What is required — Going through the data below, please show each line containing the string "TempDir".

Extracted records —
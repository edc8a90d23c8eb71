//! Per-unit orchestration: one external-tool invocation, one result.

pub mod verify;

use std::path::Path;
use std::sync::Arc;

use anyhow::{bail, Context, Result};
use tracing::{debug, error, info, warn};

use crate::config::{DecompilerConfig, DecompilerOptions};
use crate::decompiler::Decompiler;
use crate::model::{DecompileJob, DecompileResult};
use verify::{DirSnapshot, NameCandidates, Verdict};

/// Drives one decompiler invocation for one job and resolves the outcome via
/// the heuristic verifier.
///
/// `run` never panics and never propagates an error: every failure mode
/// terminates in a [`DecompileResult`] with `success = false` and a
/// descriptive message. There is no internal retry.
pub struct DecompileTask {
    job: DecompileJob,
    config: Arc<DecompilerConfig>,
    options: Arc<DecompilerOptions>,
    decompiler: Arc<dyn Decompiler>,
}

impl DecompileTask {
    pub fn new(
        job: DecompileJob,
        config: Arc<DecompilerConfig>,
        options: Arc<DecompilerOptions>,
        decompiler: Arc<dyn Decompiler>,
    ) -> Self {
        Self {
            job,
            config,
            options,
            decompiler,
        }
    }

    pub fn job(&self) -> &DecompileJob {
        &self.job
    }

    pub fn run(&self) -> DecompileResult {
        match self.try_run() {
            Ok(result) => result,
            Err(e) => {
                error!(
                    "decompilation failed for {}: {e:#}",
                    self.job.source_path.display()
                );
                DecompileResult::failed(self.job.clone(), format!("{e:#}"))
            }
        }
    }

    fn try_run(&self) -> Result<DecompileResult> {
        let source = &self.job.source_path;
        let dest = &self.job.dest_dir;

        std::fs::create_dir_all(dest)
            .with_context(|| format!("failed to create output directory {}", dest.display()))?;

        if !source.is_file() {
            bail!("source file missing or unreadable: {}", source.display());
        }
        // Readability probe; a file we cannot open would fail inside the tool
        // with a less useful message.
        std::fs::File::open(source)
            .with_context(|| format!("source file missing or unreadable: {}", source.display()))?;

        let names = NameCandidates::for_source(source);
        let before = DirSnapshot::capture(dest)?;

        debug!(
            "decompiling {} into {}",
            source.display(),
            dest.display()
        );
        info!("decompiling {}", self.job.source_name());
        self.decompiler.decompile(source, dest, &self.options)?;
        info!("decompiler finished for {}", self.job.source_name());

        let after = DirSnapshot::capture(dest)?;
        match verify::resolve_output(&before, &after, &names) {
            Verdict::Matched(artifact) => {
                info!("source generated: {}", artifact.display());
                self.delete_source_if_configured(source);
                Ok(DecompileResult::ok(self.job.clone(), dest))
            }
            Verdict::AssumedNewOutput => {
                info!(
                    "new output appeared for {} without a name match, assuming success",
                    self.job.source_name()
                );
                self.delete_source_if_configured(source);
                Ok(DecompileResult::ok(self.job.clone(), dest))
            }
            Verdict::NoOutput => {
                warn!(
                    "no output produced for {} in {}",
                    self.job.source_name(),
                    dest.display()
                );
                Ok(DecompileResult::failed_at(
                    self.job.clone(),
                    "no output produced",
                    dest,
                ))
            }
        }
    }

    /// Delete the class file, only ever called after a positive verdict.
    fn delete_source_if_configured(&self, source: &Path) {
        if !self.config.delete_class_files {
            return;
        }
        match std::fs::remove_file(source) {
            Ok(()) => debug!("deleted class file {}", source.display()),
            Err(e) => warn!("failed to delete class file {}: {e}", source.display()),
        }
    }
}

#[cfg(test)]
mod tests {
    use super::*;
    use std::fs;
    use std::path::PathBuf;
    use tempfile::TempDir;

    struct WritingDecompiler {
        /// File name to write into the destination, None writes nothing.
        output_name: Option<String>,
    }

    impl Decompiler for WritingDecompiler {
        fn decompile(
            &self,
            _source: &Path,
            dest_dir: &Path,
            _options: &DecompilerOptions,
        ) -> Result<()> {
            if let Some(name) = &self.output_name {
                fs::write(dest_dir.join(name), "class X {}")?;
            }
            Ok(())
        }
    }

    struct FailingDecompiler;

    impl Decompiler for FailingDecompiler {
        fn decompile(&self, _: &Path, _: &Path, _: &DecompilerOptions) -> Result<()> {
            bail!("corrupt constant pool")
        }
    }

    struct Fixture {
        _dir: TempDir,
        source: PathBuf,
        dest: PathBuf,
        config: Arc<DecompilerConfig>,
        options: Arc<DecompilerOptions>,
    }

    fn fixture(class_name: &str, delete: bool) -> Fixture {
        let dir = TempDir::new().unwrap();
        let source = dir.path().join(class_name);
        fs::write(&source, b"\xca\xfe\xba\xbe").unwrap();
        let dest = dir.path().join("out");
        let config = Arc::new(
            DecompilerConfig::builder()
                .input_path(dir.path())
                .output_path(&dest)
                .thread_count(1)
                .delete_class_files(delete)
                .build(),
        );
        Fixture {
            _dir: dir,
            source,
            dest,
            config,
            options: Arc::new(DecompilerOptions::built_in()),
        }
    }

    fn task(fx: &Fixture, decompiler: Arc<dyn Decompiler>) -> DecompileTask {
        DecompileTask::new(
            DecompileJob::new(&fx.source, &fx.dest),
            fx.config.clone(),
            fx.options.clone(),
            decompiler,
        )
    }

    #[test]
    fn successful_unit_resolves_to_destination_dir() {
        let fx = fixture("Foo.class", false);
        let result = task(
            &fx,
            Arc::new(WritingDecompiler {
                output_name: Some("Foo.java".into()),
            }),
        )
        .run();
        assert!(result.success);
        assert_eq!(result.output_path.as_deref(), Some(fx.dest.as_path()));
        assert!(result.error.is_none());
    }

    #[test]
    fn numeric_suffix_quirk_is_recognized() {
        // Bar_3.class comes out as Bar.java; normalization must still match.
        let fx = fixture("Bar_3.class", false);
        let result = task(
            &fx,
            Arc::new(WritingDecompiler {
                output_name: Some("Bar.java".into()),
            }),
        )
        .run();
        assert!(result.success);
    }

    #[test]
    fn tool_error_becomes_failed_result_and_source_survives() {
        let fx = fixture("Baz.class", true);
        let result = task(&fx, Arc::new(FailingDecompiler)).run();
        assert!(!result.success);
        assert!(result.error.as_deref().unwrap().contains("corrupt constant pool"));
        assert!(fx.source.exists(), "failure must never delete the source");
    }

    #[test]
    fn no_output_is_a_failed_result() {
        let fx = fixture("Foo.class", true);
        let result = task(&fx, Arc::new(WritingDecompiler { output_name: None })).run();
        assert!(!result.success);
        assert_eq!(result.error.as_deref(), Some("no output produced"));
        assert_eq!(result.output_path.as_deref(), Some(fx.dest.as_path()));
        assert!(fx.source.exists());
    }

    #[test]
    fn missing_source_fails_before_invocation() {
        let fx = fixture("Foo.class", false);
        fs::remove_file(&fx.source).unwrap();
        let result = task(
            &fx,
            Arc::new(WritingDecompiler {
                output_name: Some("Foo.java".into()),
            }),
        )
        .run();
        assert!(!result.success);
        assert!(result
            .error
            .as_deref()
            .unwrap()
            .contains("missing or unreadable"));
    }

    #[test]
    fn deletion_happens_only_on_success_when_enabled() {
        let fx = fixture("Foo.class", true);
        let result = task(
            &fx,
            Arc::new(WritingDecompiler {
                output_name: Some("Foo.java".into()),
            }),
        )
        .run();
        assert!(result.success);
        assert!(!fx.source.exists(), "source deleted after verified success");
    }

    #[test]
    fn deletion_disabled_keeps_source_on_success() {
        let fx = fixture("Foo.class", false);
        let result = task(
            &fx,
            Arc::new(WritingDecompiler {
                output_name: Some("Foo.java".into()),
            }),
        )
        .run();
        assert!(result.success);
        assert!(fx.source.exists());
    }

    #[test]
    fn oddly_named_output_is_assumed_success() {
        let fx = fixture("Weird.class", false);
        let result = task(
            &fx,
            Arc::new(WritingDecompiler {
                output_name: Some("CompletelyUnrelated.java".into()),
            }),
        )
        .run();
        // "CompletelyUnrelated" neither equals nor contains "Weird"; the
        // any-new-output fallback still accepts it.
        assert!(result.success);
    }

    #[test]
    fn destination_directory_is_created_lazily() {
        let fx = fixture("Foo.class", false);
        assert!(!fx.dest.exists());
        let result = task(
            &fx,
            Arc::new(WritingDecompiler {
                output_name: Some("Foo.java".into()),
            }),
        )
        .run();
        assert!(result.success);
        assert!(fx.dest.is_dir());
    }
}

Solution —
    use tempfile::TempDir;
        _dir: TempDir,
        let dir = TempDir::new().unwrap();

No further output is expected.